### Exercise goal
Counting only lines below that contain the string "reverted", give the total as a single number.
···
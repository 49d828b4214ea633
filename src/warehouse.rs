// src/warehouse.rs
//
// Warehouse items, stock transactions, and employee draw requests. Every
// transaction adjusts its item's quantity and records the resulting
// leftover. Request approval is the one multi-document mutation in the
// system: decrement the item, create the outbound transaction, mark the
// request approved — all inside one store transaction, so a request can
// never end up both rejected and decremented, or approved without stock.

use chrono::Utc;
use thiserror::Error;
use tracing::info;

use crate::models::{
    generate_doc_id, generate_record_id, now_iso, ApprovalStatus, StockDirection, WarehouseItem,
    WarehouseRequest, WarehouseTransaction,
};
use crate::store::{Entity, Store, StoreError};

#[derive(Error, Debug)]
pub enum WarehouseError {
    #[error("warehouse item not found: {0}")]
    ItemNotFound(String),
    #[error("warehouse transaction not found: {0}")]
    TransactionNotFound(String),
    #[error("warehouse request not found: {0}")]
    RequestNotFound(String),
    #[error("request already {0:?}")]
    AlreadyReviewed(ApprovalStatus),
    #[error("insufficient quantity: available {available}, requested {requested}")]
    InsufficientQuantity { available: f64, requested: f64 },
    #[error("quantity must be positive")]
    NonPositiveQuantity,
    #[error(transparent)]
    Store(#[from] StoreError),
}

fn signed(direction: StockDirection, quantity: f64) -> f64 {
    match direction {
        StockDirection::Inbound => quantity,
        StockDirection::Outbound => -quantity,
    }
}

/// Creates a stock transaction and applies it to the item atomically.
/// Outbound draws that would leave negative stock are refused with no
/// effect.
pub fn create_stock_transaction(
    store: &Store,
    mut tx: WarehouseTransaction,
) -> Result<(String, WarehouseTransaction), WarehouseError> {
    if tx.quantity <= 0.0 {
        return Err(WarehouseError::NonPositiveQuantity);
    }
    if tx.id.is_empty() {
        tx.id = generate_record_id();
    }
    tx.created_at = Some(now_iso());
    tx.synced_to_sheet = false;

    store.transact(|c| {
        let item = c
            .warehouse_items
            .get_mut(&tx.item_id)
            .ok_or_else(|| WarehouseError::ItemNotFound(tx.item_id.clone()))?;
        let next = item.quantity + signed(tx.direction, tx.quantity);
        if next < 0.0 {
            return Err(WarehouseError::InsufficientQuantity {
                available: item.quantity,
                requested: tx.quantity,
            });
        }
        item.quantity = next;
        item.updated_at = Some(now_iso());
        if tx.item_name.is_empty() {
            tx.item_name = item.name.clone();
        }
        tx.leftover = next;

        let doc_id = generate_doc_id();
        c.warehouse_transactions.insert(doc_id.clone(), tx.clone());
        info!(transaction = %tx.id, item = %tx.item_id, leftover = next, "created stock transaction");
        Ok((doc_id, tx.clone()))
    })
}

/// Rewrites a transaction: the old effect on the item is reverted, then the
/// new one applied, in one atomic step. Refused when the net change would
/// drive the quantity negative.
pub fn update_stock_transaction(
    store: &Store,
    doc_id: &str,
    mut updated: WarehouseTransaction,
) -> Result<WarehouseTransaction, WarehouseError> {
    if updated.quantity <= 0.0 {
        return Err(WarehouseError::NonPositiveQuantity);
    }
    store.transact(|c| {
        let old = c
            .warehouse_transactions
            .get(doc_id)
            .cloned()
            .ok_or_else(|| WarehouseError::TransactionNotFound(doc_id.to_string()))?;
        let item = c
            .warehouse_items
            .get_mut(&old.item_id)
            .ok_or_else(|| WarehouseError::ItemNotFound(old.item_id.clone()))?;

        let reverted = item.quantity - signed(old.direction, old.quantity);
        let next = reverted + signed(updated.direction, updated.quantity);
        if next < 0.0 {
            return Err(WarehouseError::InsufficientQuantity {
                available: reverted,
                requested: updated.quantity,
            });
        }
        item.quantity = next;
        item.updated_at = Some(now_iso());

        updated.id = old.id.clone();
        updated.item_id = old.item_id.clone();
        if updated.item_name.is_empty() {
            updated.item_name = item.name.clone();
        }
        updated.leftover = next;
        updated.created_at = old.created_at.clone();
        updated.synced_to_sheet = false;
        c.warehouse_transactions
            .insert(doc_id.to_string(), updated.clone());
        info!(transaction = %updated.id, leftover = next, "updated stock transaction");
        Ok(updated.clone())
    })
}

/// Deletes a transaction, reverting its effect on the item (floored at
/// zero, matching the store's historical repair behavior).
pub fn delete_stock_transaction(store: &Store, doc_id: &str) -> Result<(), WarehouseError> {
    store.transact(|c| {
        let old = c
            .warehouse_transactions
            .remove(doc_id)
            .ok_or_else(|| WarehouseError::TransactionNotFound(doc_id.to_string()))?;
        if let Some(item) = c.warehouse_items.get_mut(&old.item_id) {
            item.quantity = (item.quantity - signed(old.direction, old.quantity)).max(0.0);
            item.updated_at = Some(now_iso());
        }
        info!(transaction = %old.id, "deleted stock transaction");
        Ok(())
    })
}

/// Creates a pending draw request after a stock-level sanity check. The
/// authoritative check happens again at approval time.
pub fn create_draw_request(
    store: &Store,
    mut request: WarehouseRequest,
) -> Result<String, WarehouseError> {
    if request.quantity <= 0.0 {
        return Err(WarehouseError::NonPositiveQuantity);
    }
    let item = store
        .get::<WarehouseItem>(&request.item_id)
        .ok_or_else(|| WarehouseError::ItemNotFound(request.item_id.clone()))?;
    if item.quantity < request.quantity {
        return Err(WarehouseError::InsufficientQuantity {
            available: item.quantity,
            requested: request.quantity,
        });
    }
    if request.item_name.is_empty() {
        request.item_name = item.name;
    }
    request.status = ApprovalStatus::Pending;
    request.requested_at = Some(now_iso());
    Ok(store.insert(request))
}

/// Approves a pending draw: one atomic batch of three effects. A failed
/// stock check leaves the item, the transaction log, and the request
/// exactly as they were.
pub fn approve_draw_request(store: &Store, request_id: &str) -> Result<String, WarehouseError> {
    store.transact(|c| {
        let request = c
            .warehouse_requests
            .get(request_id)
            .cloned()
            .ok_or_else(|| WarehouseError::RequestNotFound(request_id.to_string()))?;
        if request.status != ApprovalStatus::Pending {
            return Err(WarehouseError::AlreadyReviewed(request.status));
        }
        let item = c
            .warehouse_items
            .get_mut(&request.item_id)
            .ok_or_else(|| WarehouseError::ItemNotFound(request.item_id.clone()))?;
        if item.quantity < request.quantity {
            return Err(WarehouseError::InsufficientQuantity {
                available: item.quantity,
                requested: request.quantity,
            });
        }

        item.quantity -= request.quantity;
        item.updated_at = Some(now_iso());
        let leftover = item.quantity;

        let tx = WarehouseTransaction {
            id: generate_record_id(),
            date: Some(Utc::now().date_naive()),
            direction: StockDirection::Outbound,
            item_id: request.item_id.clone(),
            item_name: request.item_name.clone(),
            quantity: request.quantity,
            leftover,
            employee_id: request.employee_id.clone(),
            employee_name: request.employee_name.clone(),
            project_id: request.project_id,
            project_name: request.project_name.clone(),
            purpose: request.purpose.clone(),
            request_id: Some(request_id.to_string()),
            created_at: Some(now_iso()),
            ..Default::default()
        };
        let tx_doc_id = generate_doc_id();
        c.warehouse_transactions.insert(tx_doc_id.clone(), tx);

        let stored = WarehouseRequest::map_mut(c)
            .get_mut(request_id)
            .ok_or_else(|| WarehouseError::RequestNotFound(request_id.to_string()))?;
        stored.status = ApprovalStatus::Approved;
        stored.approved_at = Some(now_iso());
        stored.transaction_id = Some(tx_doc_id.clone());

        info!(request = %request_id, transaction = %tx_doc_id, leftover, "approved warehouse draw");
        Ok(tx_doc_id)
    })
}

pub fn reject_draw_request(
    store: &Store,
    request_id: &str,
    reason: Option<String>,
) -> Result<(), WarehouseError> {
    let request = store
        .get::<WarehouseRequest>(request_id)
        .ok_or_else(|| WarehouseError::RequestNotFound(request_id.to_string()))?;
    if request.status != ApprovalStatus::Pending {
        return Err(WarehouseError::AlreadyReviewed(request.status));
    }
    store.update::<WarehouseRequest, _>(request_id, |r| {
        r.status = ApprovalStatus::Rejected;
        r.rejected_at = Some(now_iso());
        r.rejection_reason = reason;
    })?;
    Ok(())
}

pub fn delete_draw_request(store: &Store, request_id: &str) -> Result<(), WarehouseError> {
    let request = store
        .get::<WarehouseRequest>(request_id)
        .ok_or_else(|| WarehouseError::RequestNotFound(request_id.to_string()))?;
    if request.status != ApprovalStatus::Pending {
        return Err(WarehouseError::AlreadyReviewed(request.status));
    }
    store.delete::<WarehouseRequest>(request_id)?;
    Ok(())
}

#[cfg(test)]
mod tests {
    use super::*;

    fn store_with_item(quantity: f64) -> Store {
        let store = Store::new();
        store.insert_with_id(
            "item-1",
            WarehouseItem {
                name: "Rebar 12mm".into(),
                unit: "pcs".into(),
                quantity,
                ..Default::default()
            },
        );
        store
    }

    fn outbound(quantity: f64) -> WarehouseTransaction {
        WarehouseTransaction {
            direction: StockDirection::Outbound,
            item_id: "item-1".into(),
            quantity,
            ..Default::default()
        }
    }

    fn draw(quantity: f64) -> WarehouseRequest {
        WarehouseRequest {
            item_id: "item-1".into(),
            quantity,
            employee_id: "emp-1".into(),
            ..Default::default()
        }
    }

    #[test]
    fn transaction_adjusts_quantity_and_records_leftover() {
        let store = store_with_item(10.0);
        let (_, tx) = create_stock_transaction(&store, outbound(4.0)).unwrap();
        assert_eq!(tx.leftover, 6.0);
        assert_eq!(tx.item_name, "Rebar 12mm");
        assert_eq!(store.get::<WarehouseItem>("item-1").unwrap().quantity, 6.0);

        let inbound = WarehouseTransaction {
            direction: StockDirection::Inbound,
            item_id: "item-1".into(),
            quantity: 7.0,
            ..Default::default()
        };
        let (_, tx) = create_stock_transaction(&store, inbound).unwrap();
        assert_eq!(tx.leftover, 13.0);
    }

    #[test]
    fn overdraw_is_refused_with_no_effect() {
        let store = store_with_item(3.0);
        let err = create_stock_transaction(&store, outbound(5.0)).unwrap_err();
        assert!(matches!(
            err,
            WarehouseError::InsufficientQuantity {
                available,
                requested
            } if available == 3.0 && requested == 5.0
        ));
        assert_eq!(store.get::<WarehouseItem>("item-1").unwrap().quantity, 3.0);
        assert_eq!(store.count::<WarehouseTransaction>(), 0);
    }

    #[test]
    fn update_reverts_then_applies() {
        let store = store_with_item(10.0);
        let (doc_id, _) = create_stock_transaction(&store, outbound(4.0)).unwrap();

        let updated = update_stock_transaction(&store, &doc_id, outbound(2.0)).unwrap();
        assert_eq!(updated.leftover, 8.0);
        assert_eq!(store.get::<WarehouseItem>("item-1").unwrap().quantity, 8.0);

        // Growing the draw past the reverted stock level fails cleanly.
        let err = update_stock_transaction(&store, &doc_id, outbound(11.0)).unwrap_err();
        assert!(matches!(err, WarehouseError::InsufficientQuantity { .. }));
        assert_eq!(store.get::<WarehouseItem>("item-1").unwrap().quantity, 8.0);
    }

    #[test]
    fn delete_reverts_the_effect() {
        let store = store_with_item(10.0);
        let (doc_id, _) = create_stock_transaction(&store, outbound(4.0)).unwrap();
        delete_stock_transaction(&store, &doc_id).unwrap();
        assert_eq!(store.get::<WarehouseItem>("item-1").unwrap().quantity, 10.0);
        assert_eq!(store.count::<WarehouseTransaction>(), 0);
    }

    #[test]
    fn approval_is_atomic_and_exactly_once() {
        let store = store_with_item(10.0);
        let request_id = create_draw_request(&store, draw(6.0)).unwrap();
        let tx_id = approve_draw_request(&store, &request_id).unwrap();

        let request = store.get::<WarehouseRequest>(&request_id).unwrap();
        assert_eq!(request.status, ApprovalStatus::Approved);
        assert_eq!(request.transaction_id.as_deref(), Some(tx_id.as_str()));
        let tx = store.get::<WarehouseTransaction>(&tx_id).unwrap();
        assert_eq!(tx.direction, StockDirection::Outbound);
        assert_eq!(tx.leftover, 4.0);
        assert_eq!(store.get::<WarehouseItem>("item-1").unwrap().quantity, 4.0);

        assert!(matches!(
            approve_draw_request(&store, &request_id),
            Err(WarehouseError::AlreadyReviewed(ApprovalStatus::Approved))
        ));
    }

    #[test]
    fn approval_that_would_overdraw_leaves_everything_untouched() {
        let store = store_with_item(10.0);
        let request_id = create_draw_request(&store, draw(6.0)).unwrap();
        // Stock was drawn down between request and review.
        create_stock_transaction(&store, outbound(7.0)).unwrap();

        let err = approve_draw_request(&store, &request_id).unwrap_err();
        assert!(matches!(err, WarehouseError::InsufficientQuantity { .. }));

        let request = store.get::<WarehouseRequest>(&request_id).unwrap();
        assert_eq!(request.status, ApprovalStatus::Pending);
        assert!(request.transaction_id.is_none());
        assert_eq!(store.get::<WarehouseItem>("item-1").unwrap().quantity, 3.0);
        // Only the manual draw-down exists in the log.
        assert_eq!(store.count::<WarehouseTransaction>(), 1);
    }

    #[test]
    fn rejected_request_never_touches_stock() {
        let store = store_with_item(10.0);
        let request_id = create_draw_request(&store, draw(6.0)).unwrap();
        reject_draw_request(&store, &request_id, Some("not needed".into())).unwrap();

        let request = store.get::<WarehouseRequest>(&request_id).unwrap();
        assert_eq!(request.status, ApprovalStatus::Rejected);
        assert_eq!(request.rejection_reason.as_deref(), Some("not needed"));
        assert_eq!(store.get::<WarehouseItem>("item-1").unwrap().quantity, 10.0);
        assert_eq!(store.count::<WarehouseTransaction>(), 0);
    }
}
···
### Solution to this exercise
5